I guess subconsciously, as a child you try to make sense of both opposite views and somehow combine them: so I studied hard, went to university, graduated, took a corporate job. Like my mum always told me. Do everything to secure a good career. But on the other hand, I was quiet. Didn’t speak up. Didn’t share my thoughts or opinions unless I was being asked about it. And even then, I would agree to something even if I disagreed. To be polite. To keep the peace. To not jeopardise my career and stay in my lane. Did one diet after the other even when it was unnecessary.
And somewhere along the way, growth stopped being about expanding into who I am, and became about becoming someone different. Adjust to other people’s expectations. Fit their version of me.
Sounds familiar?
Even in the world of coaching and personal development, I found that many tools, while intended to be helpful, are built on the assumption that you are “broken” in one way or another. And that your worth is somewhere on the other side of a checklist, a routine or will magically unfold itself if you only apply their specific tool. But that’s not growth. That’s perfectionism in disguise.

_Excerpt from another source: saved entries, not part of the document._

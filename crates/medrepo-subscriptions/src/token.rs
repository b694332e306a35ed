//! Session binding tokens.

use std::time::Duration;

use serde::Serialize;
use time::OffsetDateTime;
use tokio::time::Instant;

/// Opaque token binding a client to its session.
///
/// `deadline` tracks expiry on the tokio clock so that timers and the
/// expiry check agree; the wall-clock fields are for the client.
#[derive(Debug, Clone, PartialEq, Eq, Serialize)]
#[serde(rename_all = "camelCase")]
pub struct BindingToken {
    pub value: String,
    #[serde(with = "time::serde::rfc3339")]
    pub issued_at: OffsetDateTime,
    #[serde(with = "time::serde::rfc3339")]
    pub expires_at: OffsetDateTime,
    #[serde(skip)]
    pub deadline: Instant,
}

impl BindingToken {
    /// Issues a fresh token valid for `ttl`.
    pub fn issue(ttl: Duration) -> Self {
        let issued_at = OffsetDateTime::now_utc();
        Self {
            value: uuid::Uuid::new_v4().to_string(),
            issued_at,
            expires_at: issued_at + ttl,
            deadline: Instant::now() + ttl,
        }
    }

    pub fn is_expired(&self) -> bool {
        Instant::now() >= self.deadline
    }

    /// Time left before expiry.
    pub fn remaining(&self) -> Duration {
        self.deadline.saturating_duration_since(Instant::now())
    }
}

The Cost of Constantly Trying to “Fix” Yourself
I spent years believing I had to earn love. Earn respect. Earn happiness. And prove every single day over and over again that I deserve what I have earned.
Everything was a transaction: once I improved enough, I could finally be happy. I could finally be truly loved for who I was becoming.
It all it me was burnt out emotionally, physically, and spiritually. Until I started to ask myself:
What if I’m not broken? What if I’ve been worthy all along?
What Redefining Self-Worth Looks Like (For Me)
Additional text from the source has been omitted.